Segment Open

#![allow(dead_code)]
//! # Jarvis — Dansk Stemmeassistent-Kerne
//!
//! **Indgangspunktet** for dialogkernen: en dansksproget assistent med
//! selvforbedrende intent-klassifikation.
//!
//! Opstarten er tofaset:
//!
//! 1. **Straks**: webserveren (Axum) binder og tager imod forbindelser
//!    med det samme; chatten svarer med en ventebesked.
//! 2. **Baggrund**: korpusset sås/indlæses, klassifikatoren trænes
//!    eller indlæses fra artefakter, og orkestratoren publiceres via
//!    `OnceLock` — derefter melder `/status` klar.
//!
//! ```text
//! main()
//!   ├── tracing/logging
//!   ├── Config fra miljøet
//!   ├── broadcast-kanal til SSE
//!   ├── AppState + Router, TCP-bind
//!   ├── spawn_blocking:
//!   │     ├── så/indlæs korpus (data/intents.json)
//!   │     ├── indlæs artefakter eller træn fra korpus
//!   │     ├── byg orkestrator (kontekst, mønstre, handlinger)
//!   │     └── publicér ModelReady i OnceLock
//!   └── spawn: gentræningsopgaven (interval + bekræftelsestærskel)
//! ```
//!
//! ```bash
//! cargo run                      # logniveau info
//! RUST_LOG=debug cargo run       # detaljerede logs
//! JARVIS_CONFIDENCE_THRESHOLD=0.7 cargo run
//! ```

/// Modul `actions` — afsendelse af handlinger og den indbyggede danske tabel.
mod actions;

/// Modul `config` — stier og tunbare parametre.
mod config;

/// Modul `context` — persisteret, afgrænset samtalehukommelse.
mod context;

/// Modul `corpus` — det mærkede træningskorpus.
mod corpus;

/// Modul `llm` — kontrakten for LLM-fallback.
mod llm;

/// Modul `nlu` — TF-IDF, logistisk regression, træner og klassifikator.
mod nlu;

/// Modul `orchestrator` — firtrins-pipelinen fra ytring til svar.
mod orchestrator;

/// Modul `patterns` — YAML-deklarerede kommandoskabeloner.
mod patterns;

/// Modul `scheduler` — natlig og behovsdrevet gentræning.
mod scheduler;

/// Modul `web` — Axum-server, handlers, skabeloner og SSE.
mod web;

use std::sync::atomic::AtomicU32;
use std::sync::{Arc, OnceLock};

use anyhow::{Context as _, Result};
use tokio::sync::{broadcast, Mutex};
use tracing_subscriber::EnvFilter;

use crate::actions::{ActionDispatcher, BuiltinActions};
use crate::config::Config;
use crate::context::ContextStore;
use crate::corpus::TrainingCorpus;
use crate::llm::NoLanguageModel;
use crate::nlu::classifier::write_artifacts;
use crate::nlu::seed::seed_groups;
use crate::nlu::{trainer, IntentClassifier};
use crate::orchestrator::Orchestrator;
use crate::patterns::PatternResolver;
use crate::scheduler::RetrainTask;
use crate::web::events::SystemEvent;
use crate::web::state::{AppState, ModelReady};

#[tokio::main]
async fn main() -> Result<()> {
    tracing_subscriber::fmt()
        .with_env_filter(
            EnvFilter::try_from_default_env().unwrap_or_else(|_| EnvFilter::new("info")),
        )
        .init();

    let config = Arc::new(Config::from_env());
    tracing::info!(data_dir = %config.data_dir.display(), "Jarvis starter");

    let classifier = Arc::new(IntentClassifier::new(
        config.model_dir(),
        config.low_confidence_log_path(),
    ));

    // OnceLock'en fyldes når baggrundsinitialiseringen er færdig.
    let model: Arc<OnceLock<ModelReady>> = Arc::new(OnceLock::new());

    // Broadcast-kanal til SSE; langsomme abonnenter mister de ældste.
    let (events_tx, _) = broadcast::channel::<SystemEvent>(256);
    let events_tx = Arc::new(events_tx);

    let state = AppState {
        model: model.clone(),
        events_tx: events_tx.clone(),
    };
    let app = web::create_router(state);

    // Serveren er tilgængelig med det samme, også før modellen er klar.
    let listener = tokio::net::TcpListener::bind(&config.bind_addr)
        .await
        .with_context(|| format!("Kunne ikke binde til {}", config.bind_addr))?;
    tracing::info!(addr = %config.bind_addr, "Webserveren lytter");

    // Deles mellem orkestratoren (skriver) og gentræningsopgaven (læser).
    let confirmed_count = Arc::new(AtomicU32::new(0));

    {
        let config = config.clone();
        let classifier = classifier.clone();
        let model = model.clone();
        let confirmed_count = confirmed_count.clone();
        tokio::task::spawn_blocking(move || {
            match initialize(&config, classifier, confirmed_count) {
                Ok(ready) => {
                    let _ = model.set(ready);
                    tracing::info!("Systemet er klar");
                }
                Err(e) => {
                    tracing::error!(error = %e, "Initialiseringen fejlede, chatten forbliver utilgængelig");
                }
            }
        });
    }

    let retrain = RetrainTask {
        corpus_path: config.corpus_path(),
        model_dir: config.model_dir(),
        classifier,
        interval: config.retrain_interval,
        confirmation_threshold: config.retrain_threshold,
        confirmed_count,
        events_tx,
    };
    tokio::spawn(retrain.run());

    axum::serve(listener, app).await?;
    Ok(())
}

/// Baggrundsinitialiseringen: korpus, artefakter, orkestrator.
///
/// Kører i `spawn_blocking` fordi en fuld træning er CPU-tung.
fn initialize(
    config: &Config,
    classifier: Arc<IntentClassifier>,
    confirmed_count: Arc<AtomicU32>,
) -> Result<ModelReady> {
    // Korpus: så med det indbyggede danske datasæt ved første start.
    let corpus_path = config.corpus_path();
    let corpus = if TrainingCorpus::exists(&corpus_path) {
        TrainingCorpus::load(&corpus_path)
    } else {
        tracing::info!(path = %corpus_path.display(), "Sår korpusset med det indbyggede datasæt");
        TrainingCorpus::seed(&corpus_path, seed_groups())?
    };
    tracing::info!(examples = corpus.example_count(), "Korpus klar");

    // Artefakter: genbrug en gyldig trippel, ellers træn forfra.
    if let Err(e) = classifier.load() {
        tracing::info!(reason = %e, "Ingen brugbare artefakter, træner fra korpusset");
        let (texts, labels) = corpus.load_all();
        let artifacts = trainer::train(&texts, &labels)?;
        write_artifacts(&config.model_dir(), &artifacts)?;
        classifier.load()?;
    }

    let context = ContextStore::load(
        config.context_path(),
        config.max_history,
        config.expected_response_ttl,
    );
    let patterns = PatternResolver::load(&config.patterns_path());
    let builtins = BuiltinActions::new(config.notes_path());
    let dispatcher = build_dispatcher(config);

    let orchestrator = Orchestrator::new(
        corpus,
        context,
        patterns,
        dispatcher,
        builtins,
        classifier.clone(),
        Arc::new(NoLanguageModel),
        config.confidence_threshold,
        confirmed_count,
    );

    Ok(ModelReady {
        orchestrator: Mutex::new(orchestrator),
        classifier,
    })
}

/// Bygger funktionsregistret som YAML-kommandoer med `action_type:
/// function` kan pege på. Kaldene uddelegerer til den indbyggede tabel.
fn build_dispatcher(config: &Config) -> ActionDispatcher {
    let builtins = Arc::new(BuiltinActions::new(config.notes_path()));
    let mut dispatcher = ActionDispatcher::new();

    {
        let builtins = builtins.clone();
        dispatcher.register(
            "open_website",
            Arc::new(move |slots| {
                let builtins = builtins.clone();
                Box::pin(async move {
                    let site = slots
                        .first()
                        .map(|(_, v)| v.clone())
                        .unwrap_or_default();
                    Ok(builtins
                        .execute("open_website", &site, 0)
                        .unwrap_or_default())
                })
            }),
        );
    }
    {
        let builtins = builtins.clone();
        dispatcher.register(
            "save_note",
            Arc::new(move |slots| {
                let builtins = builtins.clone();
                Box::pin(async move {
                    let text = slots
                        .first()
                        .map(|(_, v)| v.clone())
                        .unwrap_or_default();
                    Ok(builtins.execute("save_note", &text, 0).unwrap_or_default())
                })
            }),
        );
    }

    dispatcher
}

Segment Closed
Segment Open

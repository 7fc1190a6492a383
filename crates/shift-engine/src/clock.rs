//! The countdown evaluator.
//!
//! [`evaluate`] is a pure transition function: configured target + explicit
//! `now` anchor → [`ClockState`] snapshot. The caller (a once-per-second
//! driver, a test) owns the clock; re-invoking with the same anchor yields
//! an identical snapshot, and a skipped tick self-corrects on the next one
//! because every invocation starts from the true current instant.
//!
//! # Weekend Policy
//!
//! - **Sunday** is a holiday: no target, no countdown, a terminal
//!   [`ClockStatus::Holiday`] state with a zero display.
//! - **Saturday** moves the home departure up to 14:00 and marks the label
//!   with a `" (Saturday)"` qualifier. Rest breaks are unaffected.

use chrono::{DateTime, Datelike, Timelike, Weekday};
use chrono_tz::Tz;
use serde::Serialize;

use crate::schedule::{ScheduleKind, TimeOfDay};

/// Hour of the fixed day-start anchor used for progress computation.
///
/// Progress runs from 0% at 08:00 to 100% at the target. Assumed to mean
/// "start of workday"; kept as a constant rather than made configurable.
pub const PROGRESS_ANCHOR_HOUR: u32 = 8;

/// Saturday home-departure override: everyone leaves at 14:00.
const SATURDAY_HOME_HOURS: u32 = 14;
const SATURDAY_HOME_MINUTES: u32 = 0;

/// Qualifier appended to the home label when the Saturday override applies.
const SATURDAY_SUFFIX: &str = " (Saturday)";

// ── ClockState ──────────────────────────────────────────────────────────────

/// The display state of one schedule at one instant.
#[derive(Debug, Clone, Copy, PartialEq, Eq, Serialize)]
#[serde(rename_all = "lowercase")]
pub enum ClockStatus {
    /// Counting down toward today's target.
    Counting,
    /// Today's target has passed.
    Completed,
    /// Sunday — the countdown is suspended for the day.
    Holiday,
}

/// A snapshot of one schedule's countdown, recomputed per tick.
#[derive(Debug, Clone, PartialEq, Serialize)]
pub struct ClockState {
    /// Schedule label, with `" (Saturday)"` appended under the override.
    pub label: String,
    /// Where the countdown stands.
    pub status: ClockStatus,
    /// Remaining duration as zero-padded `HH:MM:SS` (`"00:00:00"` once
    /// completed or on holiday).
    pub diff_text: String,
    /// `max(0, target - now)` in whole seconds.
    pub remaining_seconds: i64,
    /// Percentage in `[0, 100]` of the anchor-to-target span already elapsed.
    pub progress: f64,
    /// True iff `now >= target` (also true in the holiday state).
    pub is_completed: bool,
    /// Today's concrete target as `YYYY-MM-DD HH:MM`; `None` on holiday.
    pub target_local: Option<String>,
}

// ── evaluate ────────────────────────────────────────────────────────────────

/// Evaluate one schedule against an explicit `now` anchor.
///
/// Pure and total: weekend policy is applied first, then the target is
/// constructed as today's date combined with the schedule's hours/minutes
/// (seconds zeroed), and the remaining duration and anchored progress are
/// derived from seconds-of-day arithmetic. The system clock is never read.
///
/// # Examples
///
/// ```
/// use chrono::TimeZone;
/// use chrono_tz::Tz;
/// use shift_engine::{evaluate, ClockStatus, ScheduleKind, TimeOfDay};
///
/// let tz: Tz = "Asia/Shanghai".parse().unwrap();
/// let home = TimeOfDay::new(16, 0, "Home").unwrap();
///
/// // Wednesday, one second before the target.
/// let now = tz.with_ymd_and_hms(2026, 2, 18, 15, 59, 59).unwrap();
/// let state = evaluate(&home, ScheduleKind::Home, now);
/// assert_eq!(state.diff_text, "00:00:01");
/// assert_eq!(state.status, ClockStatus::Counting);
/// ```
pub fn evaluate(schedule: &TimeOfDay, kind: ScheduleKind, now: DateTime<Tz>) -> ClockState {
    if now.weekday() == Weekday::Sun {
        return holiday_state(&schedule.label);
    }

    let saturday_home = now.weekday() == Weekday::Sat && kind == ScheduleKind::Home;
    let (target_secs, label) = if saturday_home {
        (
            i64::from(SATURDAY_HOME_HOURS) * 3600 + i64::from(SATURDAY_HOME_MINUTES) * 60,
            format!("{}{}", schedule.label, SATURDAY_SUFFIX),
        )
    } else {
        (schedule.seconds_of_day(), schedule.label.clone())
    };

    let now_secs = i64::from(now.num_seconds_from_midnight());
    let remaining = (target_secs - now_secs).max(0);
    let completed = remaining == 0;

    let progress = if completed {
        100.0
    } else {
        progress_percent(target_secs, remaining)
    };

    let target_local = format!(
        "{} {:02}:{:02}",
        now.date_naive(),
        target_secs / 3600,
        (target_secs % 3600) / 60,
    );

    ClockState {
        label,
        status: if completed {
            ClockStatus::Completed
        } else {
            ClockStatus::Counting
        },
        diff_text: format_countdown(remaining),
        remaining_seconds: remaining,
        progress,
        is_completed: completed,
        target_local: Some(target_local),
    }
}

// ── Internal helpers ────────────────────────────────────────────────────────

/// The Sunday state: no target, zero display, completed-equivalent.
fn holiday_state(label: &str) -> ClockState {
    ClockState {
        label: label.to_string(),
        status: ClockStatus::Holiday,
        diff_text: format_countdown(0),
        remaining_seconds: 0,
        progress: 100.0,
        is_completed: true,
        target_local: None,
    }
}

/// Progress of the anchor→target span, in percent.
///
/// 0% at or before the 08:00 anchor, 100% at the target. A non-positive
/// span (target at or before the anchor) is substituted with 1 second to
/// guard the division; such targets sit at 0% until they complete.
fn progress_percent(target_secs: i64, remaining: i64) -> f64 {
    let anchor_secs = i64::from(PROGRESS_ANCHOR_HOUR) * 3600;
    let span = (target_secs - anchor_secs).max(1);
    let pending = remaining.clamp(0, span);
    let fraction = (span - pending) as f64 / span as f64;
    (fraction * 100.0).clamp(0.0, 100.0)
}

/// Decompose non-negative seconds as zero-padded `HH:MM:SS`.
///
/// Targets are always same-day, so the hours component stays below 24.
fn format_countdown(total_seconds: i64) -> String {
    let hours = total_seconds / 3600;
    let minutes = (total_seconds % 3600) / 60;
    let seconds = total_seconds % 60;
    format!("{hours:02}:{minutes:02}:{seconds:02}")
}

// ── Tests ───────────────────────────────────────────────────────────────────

Segment Closed
Segment Open

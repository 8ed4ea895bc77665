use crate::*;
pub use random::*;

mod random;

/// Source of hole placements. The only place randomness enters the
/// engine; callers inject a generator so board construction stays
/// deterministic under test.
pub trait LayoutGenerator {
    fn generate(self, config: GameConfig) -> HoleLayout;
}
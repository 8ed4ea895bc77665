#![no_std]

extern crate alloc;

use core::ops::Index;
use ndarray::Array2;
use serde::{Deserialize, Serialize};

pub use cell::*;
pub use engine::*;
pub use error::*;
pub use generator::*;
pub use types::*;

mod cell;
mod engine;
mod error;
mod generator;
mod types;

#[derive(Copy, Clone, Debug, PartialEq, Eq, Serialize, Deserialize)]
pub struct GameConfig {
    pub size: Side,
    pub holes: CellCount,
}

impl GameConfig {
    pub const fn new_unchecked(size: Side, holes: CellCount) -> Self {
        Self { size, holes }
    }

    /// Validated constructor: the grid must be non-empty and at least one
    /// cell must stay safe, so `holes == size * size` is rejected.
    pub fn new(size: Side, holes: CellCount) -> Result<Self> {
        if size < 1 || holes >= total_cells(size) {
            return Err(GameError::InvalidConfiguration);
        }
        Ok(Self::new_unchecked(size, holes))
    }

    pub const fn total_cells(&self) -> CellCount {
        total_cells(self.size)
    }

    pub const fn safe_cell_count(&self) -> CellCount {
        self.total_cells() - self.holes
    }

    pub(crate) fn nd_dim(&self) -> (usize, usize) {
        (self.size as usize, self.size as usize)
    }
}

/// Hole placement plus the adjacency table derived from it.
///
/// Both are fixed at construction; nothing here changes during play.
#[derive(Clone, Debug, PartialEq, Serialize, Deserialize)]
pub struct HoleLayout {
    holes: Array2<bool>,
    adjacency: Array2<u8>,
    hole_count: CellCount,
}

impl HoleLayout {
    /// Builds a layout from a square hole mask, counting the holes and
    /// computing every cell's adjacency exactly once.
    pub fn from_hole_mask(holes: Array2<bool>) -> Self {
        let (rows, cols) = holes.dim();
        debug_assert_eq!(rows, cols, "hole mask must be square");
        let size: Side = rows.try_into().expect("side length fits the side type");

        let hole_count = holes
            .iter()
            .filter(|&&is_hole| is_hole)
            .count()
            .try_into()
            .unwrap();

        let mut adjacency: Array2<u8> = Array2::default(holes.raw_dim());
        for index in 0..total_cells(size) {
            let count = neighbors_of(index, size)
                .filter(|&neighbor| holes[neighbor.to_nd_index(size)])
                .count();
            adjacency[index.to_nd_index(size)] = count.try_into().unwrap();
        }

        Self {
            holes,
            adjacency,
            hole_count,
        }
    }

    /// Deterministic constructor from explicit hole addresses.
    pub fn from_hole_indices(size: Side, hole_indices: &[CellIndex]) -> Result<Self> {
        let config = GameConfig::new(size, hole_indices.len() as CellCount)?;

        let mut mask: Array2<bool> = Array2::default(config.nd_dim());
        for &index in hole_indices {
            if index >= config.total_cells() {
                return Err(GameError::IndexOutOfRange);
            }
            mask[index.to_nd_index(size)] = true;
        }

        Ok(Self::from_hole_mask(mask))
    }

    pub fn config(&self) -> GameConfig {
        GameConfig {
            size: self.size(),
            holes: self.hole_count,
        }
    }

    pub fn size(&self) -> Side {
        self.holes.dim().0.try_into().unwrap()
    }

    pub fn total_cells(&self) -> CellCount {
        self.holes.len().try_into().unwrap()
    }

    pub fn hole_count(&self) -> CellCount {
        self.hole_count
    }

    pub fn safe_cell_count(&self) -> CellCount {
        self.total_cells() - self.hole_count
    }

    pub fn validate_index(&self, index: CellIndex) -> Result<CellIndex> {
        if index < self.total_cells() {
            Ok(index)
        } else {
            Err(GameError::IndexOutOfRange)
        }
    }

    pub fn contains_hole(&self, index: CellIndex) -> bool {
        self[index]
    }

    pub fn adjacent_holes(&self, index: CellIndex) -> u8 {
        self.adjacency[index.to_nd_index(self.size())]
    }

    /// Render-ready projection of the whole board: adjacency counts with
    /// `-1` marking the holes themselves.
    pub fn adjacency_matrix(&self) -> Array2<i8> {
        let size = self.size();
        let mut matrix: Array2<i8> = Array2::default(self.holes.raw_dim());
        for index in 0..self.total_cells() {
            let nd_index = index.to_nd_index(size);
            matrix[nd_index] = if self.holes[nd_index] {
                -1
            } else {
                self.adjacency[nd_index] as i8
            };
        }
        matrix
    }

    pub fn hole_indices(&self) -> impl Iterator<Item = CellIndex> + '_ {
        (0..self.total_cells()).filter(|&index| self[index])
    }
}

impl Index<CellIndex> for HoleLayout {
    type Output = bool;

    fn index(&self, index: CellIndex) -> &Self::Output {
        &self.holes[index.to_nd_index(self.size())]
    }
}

Segment Closed

EXERCISE BRIEF
Scan the material above for "indbyggede". Copy every line where it appears.

RESULT BELOW
/// Modul `actions` — afsendelse af handlinger og den indbyggede danske tabel.
    // Korpus: så med det indbyggede danske datasæt ved første start.
        tracing::info!(path = %corpus_path.display(), "Sår korpusset med det indbyggede datasæt");
/// function` kan pege på. Kaldene uddelegerer til den indbyggede tabel.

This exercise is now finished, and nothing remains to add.